Nina Friedman, una investigadora del Caribe especializada en el carnaval de Barranquilla, hizo una investigación sobre la influencia de las comunidades afrodescendientes. Basado en su investigación, en el carnaval de Macondo tenemos unas máscaras que son la primera aproximación a las marimondas (personaje tradicional del Carnaval de Barranquilla, caracterizado por su vestimenta colorida, su gran nariz colgante y su danza).

“Entre los Bamileke, un grupo étnico de Camerún, es común el uso de máscaras de elefante que evocan una estética muy parecida a la que vemos aquí. A partir de estas referencias hicimos una transliteración para entender el carnaval como un conjunto de múltiples procesos culturales”.

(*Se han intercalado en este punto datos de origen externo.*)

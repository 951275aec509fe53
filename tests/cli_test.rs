//! Tests for the `pycensus` binary: output files, messages, exit codes.

use std::fs;
use std::path::PathBuf;
use std::process::{Command, Output};

use tempfile::TempDir;

fn testdata_path() -> PathBuf {
    PathBuf::from(env!("CARGO_MANIFEST_DIR")).join("testdata")
}

/// Run the binary with `cwd` as working directory.
fn pycensus(cwd: &TempDir, args: &[&str]) -> Output {
    Command::new(env!("CARGO_BIN_EXE_pycensus"))
        .args(args)
        .current_dir(cwd.path())
        .env_remove("RUST_LOG")
        .output()
        .expect("binary should run")
}

fn stdout(output: &Output) -> String {
    String::from_utf8_lossy(&output.stdout).into_owned()
}

#[test]
fn test_calls_writes_calls_json() {
    let cwd = TempDir::new().unwrap();
    let shop = testdata_path().join("shop");

    let output = pycensus(&cwd, &["calls", shop.to_str().unwrap()]);
    assert_eq!(output.status.code(), Some(0));
    assert!(stdout(&output).contains("Calls summary extracted to calls.json"));

    let json = fs::read_to_string(cwd.path().join("calls.json")).unwrap();
    assert!(json.starts_with(r#"[["str", 2], ["send", 2]"#));
}

#[test]
fn test_docstrings_writes_docstrings_json() {
    let cwd = TempDir::new().unwrap();
    let shop = testdata_path().join("shop");

    let output = pycensus(&cwd, &["docstrings", shop.to_str().unwrap()]);
    assert_eq!(output.status.code(), Some(0));
    assert!(stdout(&output).contains("Docstrings extracted to docstrings.json"));

    let json = fs::read_to_string(cwd.path().join("docstrings.json")).unwrap();
    assert!(json.contains(r#""shop.cart.Cart.__init__": null"#));
}

#[test]
fn test_missing_argument_exits_with_usage() {
    let cwd = TempDir::new().unwrap();
    let output = pycensus(&cwd, &["calls"]);
    assert_eq!(output.status.code(), Some(1));
    assert!(String::from_utf8_lossy(&output.stderr).contains("Usage"));
    assert!(!cwd.path().join("calls.json").exists());
}

#[test]
fn test_parse_error_exits_without_output() {
    let cwd = TempDir::new().unwrap();
    let broken = testdata_path().join("broken");

    let output = pycensus(&cwd, &["docstrings", broken.to_str().unwrap()]);
    assert_eq!(output.status.code(), Some(2));
    assert!(String::from_utf8_lossy(&output.stderr).contains("bad.py"));
    assert!(!cwd.path().join("docstrings.json").exists());
}

#[test]
fn test_keep_going_reports_skipped_file() {
    let cwd = TempDir::new().unwrap();
    let broken = testdata_path().join("broken");

    let output = pycensus(&cwd, &["calls", broken.to_str().unwrap(), "--keep-going"]);
    assert_eq!(output.status.code(), Some(0));
    assert!(String::from_utf8_lossy(&output.stderr).contains("bad.py"));

    let json = fs::read_to_string(cwd.path().join("calls.json")).unwrap();
    assert_eq!(json, r#"[["pong", 1]]"#);
}

#[test]
fn test_config_file_in_working_directory() {
    let cwd = TempDir::new().unwrap();
    fs::write(cwd.path().join("pycensus.yaml"), "on_parse_error: skip\n").unwrap();
    let broken = testdata_path().join("broken");

    let output = pycensus(&cwd, &["docstrings", broken.to_str().unwrap()]);
    assert_eq!(output.status.code(), Some(0));

    let json = fs::read_to_string(cwd.path().join("docstrings.json")).unwrap();
    assert_eq!(json, r#"{"broken.good": null, "broken.good.ping": "Reply."}"#);
}

#[test]
fn test_output_flag_and_top() {
    let cwd = TempDir::new().unwrap();
    let shop = testdata_path().join("shop");

    let output = pycensus(
        &cwd,
        &["calls", shop.to_str().unwrap(), "--output", "out/shop.json", "--top", "2"],
    );
    // The output directory does not exist.
    assert_eq!(output.status.code(), Some(2));

    fs::create_dir(cwd.path().join("out")).unwrap();
    let output = pycensus(
        &cwd,
        &["calls", shop.to_str().unwrap(), "--output", "out/shop.json", "--top", "2"],
    );
    assert_eq!(output.status.code(), Some(0));
    let text = stdout(&output);
    assert!(text.contains("Most called"));
    assert!(text.contains("Calls summary extracted to out/shop.json"));
    assert!(cwd.path().join("out/shop.json").exists());
}
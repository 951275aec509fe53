//! Parsed syntax trees and a typed view over their nodes.

use std::path::{Path, PathBuf};

use super::literal;

/// Holds a parsed tree-sitter tree and the source it was parsed from.
///
/// A tree is owned by the file that produced it and is never mutated after
/// parsing.
pub struct SyntaxTree {
    tree: tree_sitter::Tree,
    source: String,
    path: PathBuf,
}

impl SyntaxTree {
    pub(crate) fn new(tree: tree_sitter::Tree, source: String, path: PathBuf) -> Self {
        Self { tree, source, path }
    }

    /// The module node.
    pub fn root(&self) -> SyntaxNode<'_> {
        SyntaxNode {
            node: self.tree.root_node(),
            source: &self.source,
        }
    }

    /// The normalized source text.
    pub fn source(&self) -> &str {
        &self.source
    }

    /// The file path (for error reporting).
    pub fn path(&self) -> &Path {
        &self.path
    }
}

/// The closed set of node kinds the analysis distinguishes.
#[derive(Debug, Clone, Copy)]
pub enum NodeKind<'t> {
    Module,
    /// `def` or `async def`, decorated or not.
    FunctionDef {
        name: &'t str,
        body: Option<SyntaxNode<'t>>,
    },
    ClassDef {
        name: &'t str,
        body: Option<SyntaxNode<'t>>,
    },
    /// A call; `callee` has redundant parentheses removed.
    Call { callee: SyntaxNode<'t> },
    /// `value.attr`
    Attribute { attr: &'t str },
    /// `value[key]`
    Subscript,
    /// A bare identifier.
    Name(&'t str),
    Other,
}

/// A node of a [`SyntaxTree`], borrowed together with its source text.
#[derive(Clone, Copy)]
pub struct SyntaxNode<'t> {
    node: tree_sitter::Node<'t>,
    source: &'t str,
}

impl std::fmt::Debug for SyntaxNode<'_> {
    fn fmt(&self, f: &mut std::fmt::Formatter<'_>) -> std::fmt::Result {
        write!(f, "{}@{}", self.node.kind(), self.line())
    }
}

impl<'t> SyntaxNode<'t> {
    fn wrap(&self, node: tree_sitter::Node<'t>) -> Self {
        Self {
            node,
            source: self.source,
        }
    }

    fn field(&self, name: &str) -> Option<Self> {
        self.node.child_by_field_name(name).map(|n| self.wrap(n))
    }

    fn field_text(&self, name: &str) -> &'t str {
        self.field(name).map(|n| n.text()).unwrap_or("")
    }

    /// Classify this node.
    pub fn kind(&self) -> NodeKind<'t> {
        match self.node.kind() {
            "module" => NodeKind::Module,
            "function_definition" => NodeKind::FunctionDef {
                name: self.field_text("name"),
                body: self.field("body"),
            },
            "class_definition" => NodeKind::ClassDef {
                name: self.field_text("name"),
                body: self.field("body"),
            },
            "call" => match self.field("function") {
                Some(callee) => NodeKind::Call {
                    callee: callee.strip_parens(),
                },
                None => NodeKind::Other,
            },
            "attribute" => NodeKind::Attribute {
                attr: self.field_text("attribute"),
            },
            "subscript" => NodeKind::Subscript,
            "identifier" => NodeKind::Name(self.text()),
            _ => NodeKind::Other,
        }
    }

    /// The grammar's name for this node, e.g. `lambda`.
    pub fn raw_kind(&self) -> &'static str {
        self.node.kind()
    }

    /// Whether this node wraps a definition in decorators.
    pub fn is_decorated(&self) -> bool {
        self.node.kind() == "decorated_definition"
    }

    /// The definition inside a decorated definition, or the node itself.
    pub fn undecorated(&self) -> Self {
        if self.is_decorated() {
            if let Some(def) = self.field("definition") {
                return def;
            }
        }
        *self
    }

    /// Remove redundant parentheses, which Python's own AST does not keep.
    pub fn strip_parens(&self) -> Self {
        let mut current = *self;
        while current.node.kind() == "parenthesized_expression" {
            match current.children().into_iter().next() {
                Some(inner) if inner.node.kind() != "yield" => current = inner,
                _ => break,
            }
        }
        current
    }

    /// Named children in source order, comments excluded.
    pub fn children(&self) -> Vec<Self> {
        let mut cursor = self.node.walk();
        self.node
            .named_children(&mut cursor)
            .filter(|n| n.kind() != "comment")
            .map(|n| self.wrap(n))
            .collect()
    }

    pub fn text(&self) -> &'t str {
        self.source
            .get(self.node.start_byte()..self.node.end_byte())
            .unwrap_or("")
    }

    /// Line number (1-indexed).
    pub fn line(&self) -> usize {
        self.node.start_position().row + 1
    }

    /// The leading documentation string of this module or block.
    ///
    /// Present only when the first statement is an expression statement made
    /// of a single `str` literal (implicit concatenation allowed). The value
    /// is indentation-normalized.
    pub fn docstring(&self) -> Option<String> {
        let first = self.children().into_iter().next()?;
        if first.node.kind() != "expression_statement" {
            return None;
        }

        let mut exprs = first.children().into_iter();
        let expr = exprs.next()?;
        if exprs.next().is_some() {
            return None;
        }
        let expr = expr.strip_parens();

        let value = match expr.node.kind() {
            "string" => literal::str_constant([expr.text()]),
            "concatenated_string" => {
                let parts = expr.children();
                literal::str_constant(parts.iter().map(|p| p.text()))
            }
            _ => None,
        }?;
        Some(literal::clean_doc(&value))
    }

    /// Docstring of a definition's body, if it has one.
    pub fn body_docstring(body: Option<SyntaxNode<'t>>) -> Option<String> {
        body.and_then(|b| b.docstring())
    }
}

En ese mismo espacio temporal, llegaron a la región las matronas francesas, al tiempo que cupletistas viajaban hacia al canal de Panamá y México. Las matronas francesas que se ven en la serie están inspiradas justamente en aquellas cupletistas con vestuarios similares a los que describe Gabriel García Márquez: serpientes de oro, mantones de Manila (grandes chales de seda bordados, generalmente con motivos florales y flecos largos, que llegaron a España desde Filipinas, entonces colonia española).
Para las prendas se usaron, en su mayoría, telas de fibras naturales. Dado el momento histórico de la serie, los textiles con bases en poliésteres u otras fibras sintéticas aún no existían, vinieron después de la Primera Guerra Mundial. Por eso, trabajaron sólo con materiales que correspondían a la época.
Además se echó mano de textiles proteicos como lanas y sedas.